:: Exercise inputs ::
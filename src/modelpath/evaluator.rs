//! Model path evaluation.
//!
//! Resolution happens in two phases. The structural prefix selects a node
//! (absolute descent from the root, scope search, or a search within the
//! start node's own subtree), then the attribute chain is read name by name.
//! A `Value::Node` link met along the chain continues on the linked model.

use super::ast::{Anchor, ModelPath};
use super::error::PathError;
use super::parser::Parser;
use crate::attribute::{AccessError, Attributes, Value};
use crate::query::Selector;
use crate::tree::{ModelTree, NodeId, TreeError};

/// The outcome of a successful `get`.
#[derive(Debug, Clone, PartialEq)]
pub enum Resolved {
    /// The path named a model.
    Node(NodeId),
    /// The path named an attribute value.
    Value(Value),
}

impl Resolved {
    pub fn as_node(&self) -> Option<NodeId> {
        match self {
            Resolved::Node(id) => Some(*id),
            Resolved::Value(_) => None,
        }
    }

    pub fn as_value(&self) -> Option<&Value> {
        match self {
            Resolved::Value(value) => Some(value),
            Resolved::Node(_) => None,
        }
    }

    pub fn into_value(self) -> Option<Value> {
        match self {
            Resolved::Value(value) => Some(value),
            Resolved::Node(_) => None,
        }
    }
}

/// Where a `set` lands: a model, the nested records to step through on it,
/// and the attribute to write.
struct WriteTarget {
    owner: NodeId,
    records: Vec<String>,
    attribute: String,
}

pub struct Evaluator<'a> {
    tree: &'a ModelTree,
}

impl<'a> Evaluator<'a> {
    pub fn new(tree: &'a ModelTree) -> Self {
        Evaluator { tree }
    }

    /// Parses and evaluates `path` relative to `start`.
    pub fn get(&self, start: NodeId, path: &str) -> Result<Resolved, PathError> {
        let parsed = Parser::parse(path)?;
        self.evaluate(start, &parsed)
    }

    /// Evaluates an already parsed path relative to `start`.
    pub fn evaluate(&self, start: NodeId, path: &ModelPath) -> Result<Resolved, PathError> {
        let (node, chain) = self.resolve(start, path)?;
        if chain.is_empty() {
            return Ok(Resolved::Node(node));
        }

        let mut current = Value::Node(node);
        for segment in &chain {
            current = self
                .read_member(&current, segment)
                .ok_or_else(|| not_found(path, segment))?;
        }

        Ok(match current {
            Value::Node(id) => Resolved::Node(id),
            value => Resolved::Value(value),
        })
    }

    /// Resolves the structural prefix of `path`.
    ///
    /// Returns the selected node and the attribute chain still to be read.
    /// For absolute paths the chain starts with the first name that did not
    /// match a child.
    pub fn resolve(
        &self,
        start: NodeId,
        path: &ModelPath,
    ) -> Result<(NodeId, Vec<String>), PathError> {
        if !self.tree.contains(start) {
            return Err(TreeError::UnknownNode(start).into());
        }

        match &path.anchor {
            Anchor::Absolute(segments) => {
                let root = self.tree.root();
                let Some((first, rest)) = segments.split_first() else {
                    return Err(PathError::InvalidSyntax {
                        message: "Absolute path has no segments".to_string(),
                    });
                };
                if self.tree.name_of(root) != first.as_str() {
                    return Err(not_found(path, first));
                }

                let mut current = root;
                let mut matched = 0;
                for segment in rest {
                    match self.tree.first_child(current, &Selector::name(segment.as_str())) {
                        Some(child) => {
                            current = child;
                            matched += 1;
                        }
                        None => break,
                    }
                }

                let mut chain = rest[matched..].to_vec();
                chain.extend(path.chain.iter().cloned());
                Ok((current, chain))
            }
            Anchor::Scoped(name) => self
                .tree
                .scoped_find(start, &Selector::name(name.as_str()))
                .map(|node| (node, path.chain.clone()))
                .ok_or_else(|| not_found(path, name)),
            Anchor::Relative(name) => self
                .tree
                .find_descendant(start, &Selector::name(name.as_str()))
                .map(|node| (node, path.chain.clone()))
                .ok_or_else(|| not_found(path, name)),
        }
    }

    fn read_member(&self, subject: &Value, name: &str) -> Option<Value> {
        match subject {
            Value::Node(id) => self.tree.node(*id)?.read(name),
            Value::Record(map) => map.read(name),
            _ => None,
        }
    }

    /// Works out which attribute a `set` on `path` would write.
    fn write_target(&self, start: NodeId, path: &ModelPath) -> Result<WriteTarget, PathError> {
        let (node, chain) = self.resolve(start, path)?;
        let Some((attribute, prefix)) = chain.split_last() else {
            return Err(PathError::NodeTarget {
                path: path.to_string(),
            });
        };

        let mut owner = node;
        let mut records = Vec::new();
        let mut current = Value::Node(node);
        for segment in prefix {
            let next = self
                .read_member(&current, segment)
                .ok_or_else(|| not_found(path, segment))?;
            match &next {
                Value::Node(id) => {
                    owner = *id;
                    records.clear();
                }
                Value::Record(_) => records.push(segment.clone()),
                _ => {}
            }
            current = next;
        }

        if !matches!(current, Value::Node(_) | Value::Record(_)) {
            return Err(not_found(path, attribute));
        }

        Ok(WriteTarget {
            owner,
            records,
            attribute: attribute.clone(),
        })
    }
}

fn not_found(path: &ModelPath, segment: &str) -> PathError {
    PathError::NotFound {
        path: path.to_string(),
        segment: segment.to_string(),
    }
}

/// Parses `path` and writes `value` to the attribute it names.
///
/// Resolution is identical to [`Evaluator::get`]; the path must end in an
/// attribute, and only that attribute changes. Returns the value as stored,
/// read back from the written model, so a write that renames the model
/// still reports its result.
pub fn set(
    tree: &mut ModelTree,
    start: NodeId,
    path: &str,
    value: Value,
) -> Result<Value, PathError> {
    let parsed = Parser::parse(path)?;
    let target = Evaluator::new(tree).write_target(start, &parsed)?;

    let node = tree
        .node_mut(target.owner)
        .ok_or(TreeError::UnknownNode(target.owner))?;
    let mut subject: &mut dyn Attributes = node;
    for record in &target.records {
        subject = subject
            .record_mut(record)
            .ok_or_else(|| not_found(&parsed, record))?;
    }

    subject
        .write(&target.attribute, value)
        .map_err(|source| match source {
            AccessError::NotFound { name } => not_found(&parsed, &name),
            source => PathError::Access {
                path: parsed.to_string(),
                source,
            },
        })?;
    subject
        .read(&target.attribute)
        .ok_or_else(|| not_found(&parsed, &target.attribute))
}

impl ModelTree {
    /// Reads the model or attribute value `path` names, relative to `start`.
    ///
    /// # Example
    ///
    /// ```
    /// use modeltree::tree::{ModelTree, NodeSpec};
    /// use modeltree::attribute::Value;
    ///
    /// let mut tree = ModelTree::new(NodeSpec::new("Simulations", "Simulations")).unwrap();
    /// let weather = tree
    ///     .add_child(tree.root(), NodeSpec::new("WeatherFile", "WeatherFile").with_attribute("Rain", 0.0))
    ///     .unwrap();
    ///
    /// let root = tree.root();
    /// assert_eq!(tree.get(root, "WeatherFile").unwrap().as_node(), Some(weather));
    ///
    /// tree.set(root, ".Simulations.WeatherFile.Rain", Value::Float(12.5)).unwrap();
    /// assert_eq!(
    ///     tree.get(root, "WeatherFile.Rain").unwrap().into_value(),
    ///     Some(Value::Float(12.5))
    /// );
    /// ```
    pub fn get(&self, start: NodeId, path: &str) -> Result<Resolved, PathError> {
        Evaluator::new(self).get(start, path)
    }

    /// Writes `value` to the attribute `path` names, relative to `start`,
    /// and returns the value as stored.
    pub fn set(&mut self, start: NodeId, path: &str, value: Value) -> Result<Value, PathError> {
        set(self, start, path, value)
    }
}
//! Model path string parser.

use super::ast::{Anchor, ModelPath};
use super::error::PathError;

/// Parser for model path strings.
pub struct Parser {
    input: Vec<char>,
    position: usize,
}

impl Parser {
    /// Creates a new parser for the given path string.
    pub fn new(query: &str) -> Self {
        Self {
            input: query.chars().collect(),
            position: 0,
        }
    }

    /// Parses the path string into a ModelPath.
    pub fn parse(query: &str) -> Result<ModelPath, PathError> {
        let mut parser = Parser::new(query);
        parser.parse_path()
    }

    fn parse_path(&mut self) -> Result<ModelPath, PathError> {
        self.skip_whitespace();
        if self.is_eof() {
            return Err(PathError::InvalidSyntax {
                message: "Path must not be empty".to_string(),
            });
        }

        match self.peek() {
            Some('.') => {
                self.next();
                let mut segments = vec![self.parse_name()?];
                segments.extend(self.parse_chain()?);
                Ok(ModelPath::new(Anchor::Absolute(segments), Vec::new()))
            }
            Some('[') => {
                let name = self.parse_qualifier()?;
                let chain = self.parse_chain()?;
                Ok(ModelPath::new(Anchor::Scoped(name), chain))
            }
            _ => {
                let name = self.parse_name()?;
                let chain = self.parse_chain()?;
                Ok(ModelPath::new(Anchor::Relative(name), chain))
            }
        }
    }

    /// Returns the current character without advancing.
    fn peek(&self) -> Option<char> {
        self.input.get(self.position).copied()
    }

    /// Returns the next character and advances position.
    fn next(&mut self) -> Option<char> {
        let ch = self.peek()?;
        self.position += 1;
        Some(ch)
    }

    /// Skips whitespace characters.
    fn skip_whitespace(&mut self) {
        while let Some(ch) = self.peek() {
            if ch.is_whitespace() {
                self.next();
            } else {
                break;
            }
        }
    }

    /// Checks if we've reached the end of input.
    fn is_eof(&self) -> bool {
        self.position >= self.input.len()
    }

    /// Expects a specific character and advances, or returns an error.
    fn expect(&mut self, expected: char) -> Result<(), PathError> {
        self.skip_whitespace();
        let pos = self.position;
        match self.next() {
            Some(ch) if ch == expected => Ok(()),
            Some(ch) => Err(PathError::UnexpectedToken {
                position: pos,
                found: ch.to_string(),
                expected: format!("'{}'", expected),
            }),
            None => Err(PathError::UnexpectedEnd {
                expected: format!("'{}'", expected),
            }),
        }
    }

    /// Parses a model or attribute name.
    ///
    /// Names run up to the next `.`, `[` or `]`; surrounding whitespace is
    /// dropped, inner whitespace kept.
    fn parse_name(&mut self) -> Result<String, PathError> {
        let mut name = String::new();
        while let Some(ch) = self.peek() {
            if matches!(ch, '.' | '[' | ']') {
                break;
            }
            name.push(ch);
            self.next();
        }

        let name = name.trim();
        if !name.is_empty() {
            return Ok(name.to_string());
        }

        match self.peek() {
            None => Err(PathError::UnexpectedEnd {
                expected: "name".to_string(),
            }),
            Some('[') => Err(Self::misplaced_qualifier()),
            Some(ch) => Err(PathError::UnexpectedToken {
                position: self.position,
                found: ch.to_string(),
                expected: "name".to_string(),
            }),
        }
    }

    /// Parses a scope qualifier: `[Name]`
    fn parse_qualifier(&mut self) -> Result<String, PathError> {
        self.expect('[')?;
        let name = self.parse_name()?;
        self.expect(']')?;
        Ok(name)
    }

    /// Parses the remaining `.name` segments up to the end of input.
    fn parse_chain(&mut self) -> Result<Vec<String>, PathError> {
        let mut chain = Vec::new();
        loop {
            self.skip_whitespace();
            match self.peek() {
                None => break,
                Some('.') => {
                    self.next();
                    chain.push(self.parse_name()?);
                }
                Some('[') => return Err(Self::misplaced_qualifier()),
                Some(ch) => {
                    return Err(PathError::UnexpectedToken {
                        position: self.position,
                        found: ch.to_string(),
                        expected: "'.' or end of path".to_string(),
                    })
                }
            }
        }
        Ok(chain)
    }

    fn misplaced_qualifier() -> PathError {
        PathError::InvalidSyntax {
            message: "Scope qualifier '[...]' is only allowed as the first segment".to_string(),
        }
    }
}
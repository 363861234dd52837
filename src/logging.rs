use std::path::PathBuf;

use tracing_appender::non_blocking::WorkerGuard;
use tracing_subscriber::layer::SubscriberExt;
use tracing_subscriber::util::SubscriberInitExt;
use tracing_subscriber::EnvFilter;

/// Keeps the background log writer alive; drop it last.
pub struct LoggingGuard {
    _guard: WorkerGuard,
}

/// Directive used when `RUST_LOG` is unset.
fn default_directive(level: &str) -> String {
    format!("project_picker={}", level.trim().to_lowercase())
}

/// Route `tracing` events to a daily rolling file under `log_dir`.
///
/// Logs never go to the terminal, which belongs to the UI. Returns `None`
/// if the directory cannot be created or a subscriber is already set.
pub fn init(log_dir: Option<PathBuf>, level: &str) -> Option<LoggingGuard> {
    let log_dir = log_dir
        .and_then(|dir| std::fs::create_dir_all(&dir).map(|_| dir).ok())
        .or_else(|| {
            let dir = std::env::temp_dir().join("project-picker").join("logs");
            std::fs::create_dir_all(&dir).ok()?;
            Some(dir)
        })?;

    let file_appender = tracing_appender::rolling::daily(&log_dir, "project-picker.log");
    let (non_blocking, guard) = tracing_appender::non_blocking(file_appender);

    let env_filter = EnvFilter::try_from_default_env()
        .or_else(|_| EnvFilter::try_new(default_directive(level)))
        .unwrap_or_else(|_| EnvFilter::new(default_directive("info")));

    let subscriber = tracing_subscriber::registry().with(env_filter).with(
        tracing_subscriber::fmt::layer()
            .with_writer(non_blocking)
            .with_ansi(false)
            .with_target(true),
    );

    if subscriber.try_init().is_err() {
        return None;
    }

    tracing::info!(log_dir = %log_dir.display(), "tracing initialized");

    Some(LoggingGuard { _guard: guard })
}

#[cfg(test)]
mod tests {
    use super::*;

    #[test]
    fn directive_targets_this_crate() {
        assert_eq!(default_directive(" DEBUG "), "project_picker=debug");
        assert!(EnvFilter::try_new(default_directive("warn")).is_ok());
    }
}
:::
== Task objective ==
Determine how many lines above have the string "NodeSpec" and output nothing besides the count.

== Answer box ==
3